WHAT TO PRODUCE:
Going line by line through the data below, how many lines contain the word "SketchConfig"? Give only the number.
── DATA FOR THIS EXERCISE ──
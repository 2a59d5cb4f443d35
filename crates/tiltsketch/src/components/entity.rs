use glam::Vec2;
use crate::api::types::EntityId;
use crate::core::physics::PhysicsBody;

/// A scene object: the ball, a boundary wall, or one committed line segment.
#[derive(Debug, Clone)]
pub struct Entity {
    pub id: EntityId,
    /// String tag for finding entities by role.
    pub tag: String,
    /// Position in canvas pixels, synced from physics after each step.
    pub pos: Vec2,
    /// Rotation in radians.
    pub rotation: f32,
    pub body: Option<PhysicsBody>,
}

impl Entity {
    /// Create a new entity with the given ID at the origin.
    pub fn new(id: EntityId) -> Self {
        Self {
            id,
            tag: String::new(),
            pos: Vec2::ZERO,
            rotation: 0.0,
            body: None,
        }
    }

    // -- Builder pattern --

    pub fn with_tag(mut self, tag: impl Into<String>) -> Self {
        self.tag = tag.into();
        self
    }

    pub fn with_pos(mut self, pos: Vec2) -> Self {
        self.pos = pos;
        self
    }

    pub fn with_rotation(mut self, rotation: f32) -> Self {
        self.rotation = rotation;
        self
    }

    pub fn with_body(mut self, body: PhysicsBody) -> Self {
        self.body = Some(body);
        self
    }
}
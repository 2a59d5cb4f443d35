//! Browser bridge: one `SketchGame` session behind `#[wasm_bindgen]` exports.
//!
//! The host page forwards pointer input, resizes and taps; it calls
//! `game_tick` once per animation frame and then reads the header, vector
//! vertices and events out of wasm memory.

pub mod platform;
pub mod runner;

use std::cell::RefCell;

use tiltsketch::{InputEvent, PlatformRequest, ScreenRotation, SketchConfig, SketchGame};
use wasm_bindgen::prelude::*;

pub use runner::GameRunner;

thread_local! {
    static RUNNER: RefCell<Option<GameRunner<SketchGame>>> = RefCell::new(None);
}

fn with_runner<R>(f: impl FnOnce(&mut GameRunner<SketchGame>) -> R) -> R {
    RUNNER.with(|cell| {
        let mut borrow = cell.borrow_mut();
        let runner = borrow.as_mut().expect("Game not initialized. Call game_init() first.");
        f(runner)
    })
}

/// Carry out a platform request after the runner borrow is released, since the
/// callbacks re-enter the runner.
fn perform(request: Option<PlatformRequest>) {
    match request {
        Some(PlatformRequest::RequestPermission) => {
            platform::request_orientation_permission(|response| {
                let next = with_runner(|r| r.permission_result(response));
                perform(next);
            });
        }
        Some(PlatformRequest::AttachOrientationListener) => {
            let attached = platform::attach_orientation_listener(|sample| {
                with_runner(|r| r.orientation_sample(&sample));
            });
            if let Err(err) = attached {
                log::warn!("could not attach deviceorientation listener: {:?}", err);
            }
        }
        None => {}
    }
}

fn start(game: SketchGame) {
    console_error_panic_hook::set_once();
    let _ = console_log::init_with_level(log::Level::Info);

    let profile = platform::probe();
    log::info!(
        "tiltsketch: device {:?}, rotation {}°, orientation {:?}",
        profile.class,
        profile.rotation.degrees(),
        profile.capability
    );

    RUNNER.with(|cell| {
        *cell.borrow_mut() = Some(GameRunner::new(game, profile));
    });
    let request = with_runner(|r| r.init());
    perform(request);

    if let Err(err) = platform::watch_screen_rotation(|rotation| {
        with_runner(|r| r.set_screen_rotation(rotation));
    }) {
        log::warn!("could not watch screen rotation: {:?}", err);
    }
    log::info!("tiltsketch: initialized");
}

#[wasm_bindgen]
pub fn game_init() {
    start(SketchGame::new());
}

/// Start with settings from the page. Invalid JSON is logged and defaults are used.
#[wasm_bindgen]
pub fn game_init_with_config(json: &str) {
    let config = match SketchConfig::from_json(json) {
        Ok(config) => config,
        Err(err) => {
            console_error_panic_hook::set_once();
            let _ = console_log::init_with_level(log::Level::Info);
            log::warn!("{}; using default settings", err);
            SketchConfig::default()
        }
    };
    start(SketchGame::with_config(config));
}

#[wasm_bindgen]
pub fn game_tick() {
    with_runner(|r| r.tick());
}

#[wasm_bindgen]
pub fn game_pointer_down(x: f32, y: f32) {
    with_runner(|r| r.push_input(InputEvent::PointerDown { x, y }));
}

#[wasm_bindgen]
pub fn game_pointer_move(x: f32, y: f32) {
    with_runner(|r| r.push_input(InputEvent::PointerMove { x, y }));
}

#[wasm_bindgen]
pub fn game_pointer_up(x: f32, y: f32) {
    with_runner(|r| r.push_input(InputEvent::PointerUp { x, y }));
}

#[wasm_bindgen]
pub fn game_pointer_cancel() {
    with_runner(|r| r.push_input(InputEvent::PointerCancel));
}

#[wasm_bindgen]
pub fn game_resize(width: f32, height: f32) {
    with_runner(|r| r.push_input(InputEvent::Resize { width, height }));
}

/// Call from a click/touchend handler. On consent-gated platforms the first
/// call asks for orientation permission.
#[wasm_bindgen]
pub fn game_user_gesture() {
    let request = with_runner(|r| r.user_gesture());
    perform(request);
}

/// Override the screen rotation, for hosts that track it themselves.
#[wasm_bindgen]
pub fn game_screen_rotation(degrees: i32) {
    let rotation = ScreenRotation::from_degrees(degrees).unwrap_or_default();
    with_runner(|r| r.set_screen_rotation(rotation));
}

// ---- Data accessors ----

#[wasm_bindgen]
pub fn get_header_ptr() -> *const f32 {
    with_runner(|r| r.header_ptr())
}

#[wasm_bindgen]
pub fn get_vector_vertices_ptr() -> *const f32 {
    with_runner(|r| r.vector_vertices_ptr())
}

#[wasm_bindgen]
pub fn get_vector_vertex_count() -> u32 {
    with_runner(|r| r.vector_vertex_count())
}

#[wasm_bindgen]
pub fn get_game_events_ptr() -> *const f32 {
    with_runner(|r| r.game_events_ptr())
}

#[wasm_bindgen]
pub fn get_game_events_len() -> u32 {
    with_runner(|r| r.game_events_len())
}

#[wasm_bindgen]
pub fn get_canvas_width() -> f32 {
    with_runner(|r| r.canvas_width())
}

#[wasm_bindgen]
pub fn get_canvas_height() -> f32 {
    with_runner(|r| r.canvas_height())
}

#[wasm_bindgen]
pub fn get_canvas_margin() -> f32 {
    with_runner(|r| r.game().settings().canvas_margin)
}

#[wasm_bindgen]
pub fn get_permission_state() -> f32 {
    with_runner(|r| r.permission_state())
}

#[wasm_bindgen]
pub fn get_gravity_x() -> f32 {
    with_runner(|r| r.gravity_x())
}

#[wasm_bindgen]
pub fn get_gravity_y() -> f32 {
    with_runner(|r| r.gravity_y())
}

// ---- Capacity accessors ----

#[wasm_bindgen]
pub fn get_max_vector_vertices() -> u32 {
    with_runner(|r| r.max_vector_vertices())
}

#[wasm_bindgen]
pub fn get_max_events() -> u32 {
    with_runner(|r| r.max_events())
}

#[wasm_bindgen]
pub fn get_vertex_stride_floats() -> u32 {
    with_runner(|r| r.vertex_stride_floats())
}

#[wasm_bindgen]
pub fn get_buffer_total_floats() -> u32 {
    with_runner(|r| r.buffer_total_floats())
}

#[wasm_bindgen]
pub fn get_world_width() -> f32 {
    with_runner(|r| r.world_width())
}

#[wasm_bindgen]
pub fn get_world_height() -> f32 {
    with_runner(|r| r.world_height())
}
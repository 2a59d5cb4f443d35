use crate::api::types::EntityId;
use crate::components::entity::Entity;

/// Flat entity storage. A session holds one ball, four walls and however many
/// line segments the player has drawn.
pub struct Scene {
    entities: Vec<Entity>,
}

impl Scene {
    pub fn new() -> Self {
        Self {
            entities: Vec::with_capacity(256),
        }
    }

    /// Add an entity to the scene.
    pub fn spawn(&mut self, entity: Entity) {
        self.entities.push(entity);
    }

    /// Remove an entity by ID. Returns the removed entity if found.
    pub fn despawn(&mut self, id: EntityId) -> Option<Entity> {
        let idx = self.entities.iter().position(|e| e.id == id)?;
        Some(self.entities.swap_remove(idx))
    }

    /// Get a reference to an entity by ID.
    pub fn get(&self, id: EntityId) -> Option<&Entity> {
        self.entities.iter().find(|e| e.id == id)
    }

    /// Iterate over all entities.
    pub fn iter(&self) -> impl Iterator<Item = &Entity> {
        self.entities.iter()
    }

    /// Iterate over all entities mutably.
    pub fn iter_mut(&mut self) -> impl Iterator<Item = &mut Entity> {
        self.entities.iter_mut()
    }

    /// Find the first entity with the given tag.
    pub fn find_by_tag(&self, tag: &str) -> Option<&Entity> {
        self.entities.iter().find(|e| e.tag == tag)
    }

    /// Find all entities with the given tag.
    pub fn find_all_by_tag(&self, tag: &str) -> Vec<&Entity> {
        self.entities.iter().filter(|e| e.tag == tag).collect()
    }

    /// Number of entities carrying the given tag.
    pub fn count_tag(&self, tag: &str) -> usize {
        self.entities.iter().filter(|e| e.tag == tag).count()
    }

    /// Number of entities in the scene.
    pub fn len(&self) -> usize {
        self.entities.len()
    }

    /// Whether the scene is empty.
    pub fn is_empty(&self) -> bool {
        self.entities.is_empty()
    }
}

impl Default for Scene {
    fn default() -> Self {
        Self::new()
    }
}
───
── DATA FOR THIS EXERCISE ──
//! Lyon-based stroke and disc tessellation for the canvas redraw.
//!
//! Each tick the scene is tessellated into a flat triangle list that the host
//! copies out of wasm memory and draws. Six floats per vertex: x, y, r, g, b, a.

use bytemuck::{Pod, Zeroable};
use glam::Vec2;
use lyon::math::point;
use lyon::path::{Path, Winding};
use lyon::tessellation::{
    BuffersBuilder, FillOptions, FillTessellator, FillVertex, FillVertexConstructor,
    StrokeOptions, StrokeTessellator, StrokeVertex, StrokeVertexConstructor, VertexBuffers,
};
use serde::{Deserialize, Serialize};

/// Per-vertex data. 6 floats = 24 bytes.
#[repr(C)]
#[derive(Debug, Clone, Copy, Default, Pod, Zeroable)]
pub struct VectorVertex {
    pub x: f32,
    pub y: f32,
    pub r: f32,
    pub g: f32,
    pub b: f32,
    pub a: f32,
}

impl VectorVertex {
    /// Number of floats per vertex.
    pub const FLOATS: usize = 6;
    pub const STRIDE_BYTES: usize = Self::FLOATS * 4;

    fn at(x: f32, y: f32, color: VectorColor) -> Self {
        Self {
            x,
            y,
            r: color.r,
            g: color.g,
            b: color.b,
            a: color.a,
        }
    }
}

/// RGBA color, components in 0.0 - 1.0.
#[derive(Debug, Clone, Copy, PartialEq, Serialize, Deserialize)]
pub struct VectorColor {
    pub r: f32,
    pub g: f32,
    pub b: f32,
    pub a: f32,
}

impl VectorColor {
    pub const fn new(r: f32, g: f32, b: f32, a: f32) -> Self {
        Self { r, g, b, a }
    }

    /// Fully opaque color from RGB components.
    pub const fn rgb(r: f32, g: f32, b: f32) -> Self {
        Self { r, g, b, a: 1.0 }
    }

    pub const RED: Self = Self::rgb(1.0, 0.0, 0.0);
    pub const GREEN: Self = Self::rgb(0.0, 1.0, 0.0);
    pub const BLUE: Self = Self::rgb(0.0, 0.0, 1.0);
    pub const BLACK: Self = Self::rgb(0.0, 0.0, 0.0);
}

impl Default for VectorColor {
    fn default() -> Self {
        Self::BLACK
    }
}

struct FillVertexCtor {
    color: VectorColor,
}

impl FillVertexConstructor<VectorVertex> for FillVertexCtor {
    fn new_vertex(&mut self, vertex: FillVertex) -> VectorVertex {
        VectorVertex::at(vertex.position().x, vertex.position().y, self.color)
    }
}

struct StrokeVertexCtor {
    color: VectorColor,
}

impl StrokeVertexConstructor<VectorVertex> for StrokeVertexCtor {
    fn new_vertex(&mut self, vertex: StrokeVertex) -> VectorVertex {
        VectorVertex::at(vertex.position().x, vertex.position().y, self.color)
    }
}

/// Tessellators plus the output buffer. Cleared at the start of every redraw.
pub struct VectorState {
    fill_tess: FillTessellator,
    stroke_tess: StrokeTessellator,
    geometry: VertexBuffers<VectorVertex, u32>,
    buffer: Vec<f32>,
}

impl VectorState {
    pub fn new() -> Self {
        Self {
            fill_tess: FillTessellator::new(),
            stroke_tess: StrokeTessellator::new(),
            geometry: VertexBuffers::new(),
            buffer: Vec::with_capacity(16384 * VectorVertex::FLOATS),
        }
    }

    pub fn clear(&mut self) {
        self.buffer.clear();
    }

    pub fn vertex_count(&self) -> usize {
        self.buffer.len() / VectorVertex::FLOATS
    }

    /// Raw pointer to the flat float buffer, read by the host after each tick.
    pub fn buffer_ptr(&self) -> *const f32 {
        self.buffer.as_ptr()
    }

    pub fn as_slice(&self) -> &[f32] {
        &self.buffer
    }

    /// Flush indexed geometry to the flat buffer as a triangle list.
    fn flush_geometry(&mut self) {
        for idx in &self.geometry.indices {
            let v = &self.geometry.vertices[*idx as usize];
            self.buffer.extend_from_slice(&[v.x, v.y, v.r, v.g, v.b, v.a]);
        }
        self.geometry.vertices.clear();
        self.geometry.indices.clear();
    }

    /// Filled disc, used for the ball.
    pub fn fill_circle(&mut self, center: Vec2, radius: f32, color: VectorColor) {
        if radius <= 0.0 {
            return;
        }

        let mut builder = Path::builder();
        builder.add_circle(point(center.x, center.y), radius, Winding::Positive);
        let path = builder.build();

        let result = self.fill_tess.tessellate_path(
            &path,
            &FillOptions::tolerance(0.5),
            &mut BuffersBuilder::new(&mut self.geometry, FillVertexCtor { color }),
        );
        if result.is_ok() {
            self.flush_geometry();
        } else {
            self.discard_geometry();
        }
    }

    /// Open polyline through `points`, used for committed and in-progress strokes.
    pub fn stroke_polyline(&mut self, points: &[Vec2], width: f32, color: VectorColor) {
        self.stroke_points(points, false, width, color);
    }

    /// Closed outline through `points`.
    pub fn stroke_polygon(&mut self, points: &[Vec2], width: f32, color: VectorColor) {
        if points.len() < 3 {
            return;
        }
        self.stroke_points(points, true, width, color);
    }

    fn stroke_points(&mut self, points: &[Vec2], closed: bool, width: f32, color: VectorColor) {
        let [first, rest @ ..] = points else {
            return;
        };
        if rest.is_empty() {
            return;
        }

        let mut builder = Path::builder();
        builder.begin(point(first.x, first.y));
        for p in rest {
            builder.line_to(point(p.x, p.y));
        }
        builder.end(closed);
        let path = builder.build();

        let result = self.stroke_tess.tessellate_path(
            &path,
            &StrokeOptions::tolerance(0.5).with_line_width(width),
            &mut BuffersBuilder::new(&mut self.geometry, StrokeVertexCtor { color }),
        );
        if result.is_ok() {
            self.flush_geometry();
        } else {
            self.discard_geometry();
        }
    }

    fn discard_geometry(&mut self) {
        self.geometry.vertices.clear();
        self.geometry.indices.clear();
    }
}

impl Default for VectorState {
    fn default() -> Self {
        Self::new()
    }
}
───
TASK RESULT:
3